In order to resolve the underlying pathophysiology of psychiatric disorders, we must first understand the neural circuits that regulate basic processes such as motivation and reinforcement learning. Many questions remain about how connections between brain regions that process bivalent stimuli such as the hippocampus and accumbens communicate to drive goal-directed action across diverse contexts. The powerful genetic tools available to today’s neuroscientists are making it possible to start investigating these questions with unprecedented precision. Insights gained from a neural circuit-mapping approach carry far-reaching implications for the development of more specific therapeutic interventions to ultimately improve the lives of patients afflicted by mental illness.

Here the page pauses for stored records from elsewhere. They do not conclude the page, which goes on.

//! JSON plan format for sequential multi-step refactorings.
//!
//! Each step is one full session, decided automatically by the step's flags.
//! Steps run in order against the workspace the plan file lives in; the plan
//! stops at the first failing step and earlier steps stay applied.

use crate::config::EngineSettings;
use crate::error::{CascadeError, Result};
use crate::graph::{lookup, load_workspace, FileSummary, MemoryGraph, SymbolGraph};
use crate::search::NoProgress;
use crate::session::{
    begin_session, AutoDecider, FieldParameter, MakeStaticSettings, PushDownSettings,
    SessionReport, SessionRequest, SessionState,
};
use crate::symbol::{SymbolId, SymbolKind};
use serde::{Deserialize, Serialize};
use std::collections::BTreeMap;
use std::fs;
use std::path::Path;

/// A refactoring plan containing multiple sequential steps.
#[derive(Debug, Clone, Serialize, Deserialize)]
pub struct Plan {
    /// Steps to execute, in order.
    pub steps: Vec<PlanStep>,
}

/// One refactoring step.
///
/// Equivalent to one `cascade rename`, `make-static` or `push-down`
/// invocation.
#[derive(Debug, Clone, Default, Serialize, Deserialize)]
#[serde(deny_unknown_fields)]
pub struct PlanStep {
    /// `rename`, `make_static` or `push_down`.
    pub op: String,

    /// Qualified name of the primary symbol, e.g. `Counter.count`.
    pub symbol: String,

    /// New name (rename only).
    #[serde(default, skip_serializing_if = "Option::is_none")]
    pub to: Option<String>,

    /// Qualified names of target subclasses (push-down only).
    #[serde(default, skip_serializing_if = "Vec::is_empty")]
    pub targets: Vec<String>,

    /// Keep an abstract declaration in the source class (push-down only).
    #[serde(default)]
    pub keep_abstract: bool,

    /// Name of the class instance parameter (make-static only).
    #[serde(default, skip_serializing_if = "Option::is_none")]
    pub class_param: Option<String>,

    /// Field name to parameter name (make-static only).
    #[serde(default, skip_serializing_if = "BTreeMap::is_empty")]
    pub field_params: BTreeMap<String, String>,

    /// Rewrite call sites (make-static only).
    #[serde(default = "default_true")]
    pub replace_usages: bool,

    /// Also rewrite occurrences in comments and string literals.
    #[serde(default)]
    pub search_in_comments: bool,

    /// Also rewrite occurrences in non-source files.
    #[serde(default)]
    pub search_text_occurrences: bool,

    /// Accept every cascade candidate.
    #[serde(default)]
    pub accept_cascades: bool,

    /// Proceed even when conflicts are reported.
    #[serde(default)]
    pub proceed_on_conflicts: bool,
}

fn default_true() -> bool {
    true
}

/// Parse a plan from a JSON file.
///
/// # Returns
/// * `Ok(Plan)` - Parsed plan with validated schema
/// * `Err(CascadeError)` - I/O error, JSON parse error or schema validation error
pub fn parse_plan(plan_path: &Path) -> Result<Plan> {
    let content = fs::read_to_string(plan_path).map_err(|e| CascadeError::io(plan_path, e))?;

    let plan: Plan =
        serde_json::from_str(&content).map_err(|e| CascadeError::InvalidPlanSchema {
            message: format!("JSON parse error: {}", e),
        })?;

    if plan.steps.is_empty() {
        return Err(CascadeError::InvalidPlanSchema {
            message: "Plan must contain at least one step".to_string(),
        });
    }

    for (i, step) in plan.steps.iter().enumerate() {
        validate_step(step).map_err(|message| CascadeError::InvalidPlanSchema {
            message: format!("Step {} {}", i + 1, message),
        })?;
    }

    Ok(plan)
}

fn validate_step(step: &PlanStep) -> std::result::Result<(), String> {
    if step.symbol.is_empty() {
        return Err("has empty 'symbol' field".to_string());
    }
    match step.op.as_str() {
        "rename" => match step.to.as_deref() {
            None | Some("") => Err("has no 'to' field".to_string()),
            Some(_) => Ok(()),
        },
        "make_static" => Ok(()),
        "push_down" if step.targets.is_empty() => Err("has no 'targets'".to_string()),
        "push_down" => Ok(()),
        other => Err(format!(
            "has invalid 'op': '{}'. Must be one of: rename, make_static, push_down",
            other
        )),
    }
}

/// Translate a step into a session request against `graph`.
pub fn build_request(graph: &dyn SymbolGraph, step: &PlanStep) -> Result<SessionRequest> {
    let primary = lookup(graph, &step.symbol)?;
    let request = match step.op.as_str() {
        "rename" => {
            let to = step.to.clone().ok_or_else(|| CascadeError::InvalidPlanSchema {
                message: format!("rename of {} has no new name", step.symbol),
            })?;
            SessionRequest::rename(primary, to)
        }
        "make_static" => {
            let mut settings = MakeStaticSettings {
                replace_usages: step.replace_usages,
                ..MakeStaticSettings::default()
            };
            if let Some(name) = &step.class_param {
                settings.make_class_parameter = true;
                settings.class_parameter_name = name.clone();
            }
            for (field, name) in &step.field_params {
                settings.field_parameters.push(FieldParameter {
                    field: sibling_field(graph, primary, field)?,
                    name: name.clone(),
                });
            }
            SessionRequest::make_static(primary, settings)
        }
        "push_down" => {
            let targets = step
                .targets
                .iter()
                .map(|t| lookup(graph, t))
                .collect::<Result<Vec<_>>>()?;
            SessionRequest::push_down(
                primary,
                PushDownSettings {
                    targets,
                    keep_abstract: step.keep_abstract,
                },
            )
        }
        other => {
            return Err(CascadeError::InvalidPlanSchema {
                message: format!("unknown op '{}'", other),
            })
        }
    };
    Ok(request
        .search_in_comments(step.search_in_comments)
        .search_text_occurrences(step.search_text_occurrences))
}

/// Field `name` of the class containing `member`.
fn sibling_field(
    graph: &dyn SymbolGraph,
    member: SymbolId,
    name: &str,
) -> Result<SymbolId> {
    let container = graph
        .resolve(member)
        .and_then(|info| info.container)
        .ok_or_else(|| CascadeError::SymbolNotFound(name.to_string()))?;
    graph
        .members(container)
        .into_iter()
        .filter_map(|id| graph.resolve(id))
        .find(|info| info.kind == SymbolKind::Field && info.name == name)
        .map(|info| info.id)
        .ok_or_else(|| CascadeError::SymbolNotFound(name.to_string()))
}

/// Run one step as a full session against an in-memory graph.
///
/// Nothing is written to disk; see [`MemoryGraph::persist`].
pub fn run_step(
    graph: &mut MemoryGraph,
    settings: &EngineSettings,
    step: &PlanStep,
) -> Result<SessionReport> {
    let request = build_request(&*graph, step)?;
    let mut session = begin_session(settings.clone().into_config(), &*graph, request)?;
    let mut decider = AutoDecider {
        proceed_on_conflicts: step.proceed_on_conflicts,
        accept_cascades: step.accept_cascades,
    };
    session.drive(graph, &mut decider, &NoProgress)?;
    Ok(session.report())
}

/// Why a finished step does not count as a success, if it does not.
pub fn step_failure(report: &SessionReport) -> Option<String> {
    match report.state {
        SessionState::Done => {
            let result = report.result.as_ref()?;
            if result.is_complete() {
                None
            } else {
                Some(format!(
                    "{} of {} symbols failed",
                    result.failed_count(),
                    result.outcomes.len()
                ))
            }
        }
        SessionState::Cancelled => Some(format!(
            "cancelled with {} unresolved conflicts",
            report.conflicts.len()
        )),
        other => Some(format!("session ended in state {}", other)),
    }
}

/// Execute a plan with multiple sequential steps.
///
/// This function:
/// 1. Parses the plan from JSON
/// 2. Loads the workspace and its settings
/// 3. Runs each step as a session and persists it before the next
/// 4. Stops on first failure; previous steps remain applied (no global rollback)
///
/// # Returns
/// * `Ok(Vec<String>)` - Success messages for each executed step
/// * `Err(CascadeError)` - First error encountered during execution
pub fn execute_plan(plan_path: &Path, workspace_dir: &Path) -> Result<Vec<String>> {
    let plan = parse_plan(plan_path)?;
    let settings = EngineSettings::load(workspace_dir)?;

    let mut success_messages = Vec::new();
    for (step_num, step) in plan.steps.iter().enumerate() {
        let step_index = step_num + 1;
        match execute_single_step(workspace_dir, &settings, step) {
            Ok(msg) => {
                log::info!("Step {}: {}", step_index, msg);
                success_messages.push(msg);
            }
            Err(e) => {
                return Err(CascadeError::PlanExecutionFailed {
                    step: step_index,
                    error: e.to_string(),
                });
            }
        }
    }

    Ok(success_messages)
}

/// Load, run and persist one step.
fn execute_single_step(
    workspace_dir: &Path,
    settings: &EngineSettings,
    step: &PlanStep,
) -> Result<String> {
    let mut graph = load_workspace(workspace_dir)?;
    let report = run_step(&mut graph, settings, step)?;
    if let Some(reason) = step_failure(&report) {
        return Err(CascadeError::Other(reason));
    }
    let written: Vec<FileSummary> = graph.persist()?;
    let applied = report.result.as_ref().map_or(0, |r| r.applied_count());
    Ok(format!(
        "{} {}: {} symbols changed, {} files written",
        step.op,
        step.symbol,
        applied,
        written.len()
    ))
}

Figure 1: Hippocampal Inputs to the Nucleus Accumbens Drive Motivated Responding to Appetitive but not Aversive Stimuli.


Click image for larger version.


(a) Pathway-specific targeting of hippocampal afferents to the nucleus accumbens using optogenetics: virally-mediated expression of the light-sensitive inhibitory proton pump ArchT in the ventral subiculum of the hippocampus (vSub) with optic fibre implantation above the nucleus accumbens shell (NAcSh).
(b) Rats learned to lever-press for food before receiving repeated tone-foot shock pairings in the same chamber (fear conditioning). Reward-seeking behaviour was measured in two subsequent test sessions; each subject received one light-on session.
(c-e) Mean lever presses before and after tone-shock exposure, expressed as a percentage of the session immediately before fear conditioning (baseline). Coloured bars correspond to the session in which rats received light inhibition. (c) Inhibiting vSub-to-NAcSh terminals reduced reward-seeking in photostimulated rats (On) relative to light-off controls (Off). (d) Rats that received light inhibition during fear conditioning did not differ from controls in the number of lever-presses made when tested without light. (e) Inhibiting this pathway did not affect motivated responding when tested after shifting the emotional valence of a context from appetitive to aversive.
N.s., not significant. *p < .05. Error bars, s.e.m. Schematic images in (b), modified from 15, 16.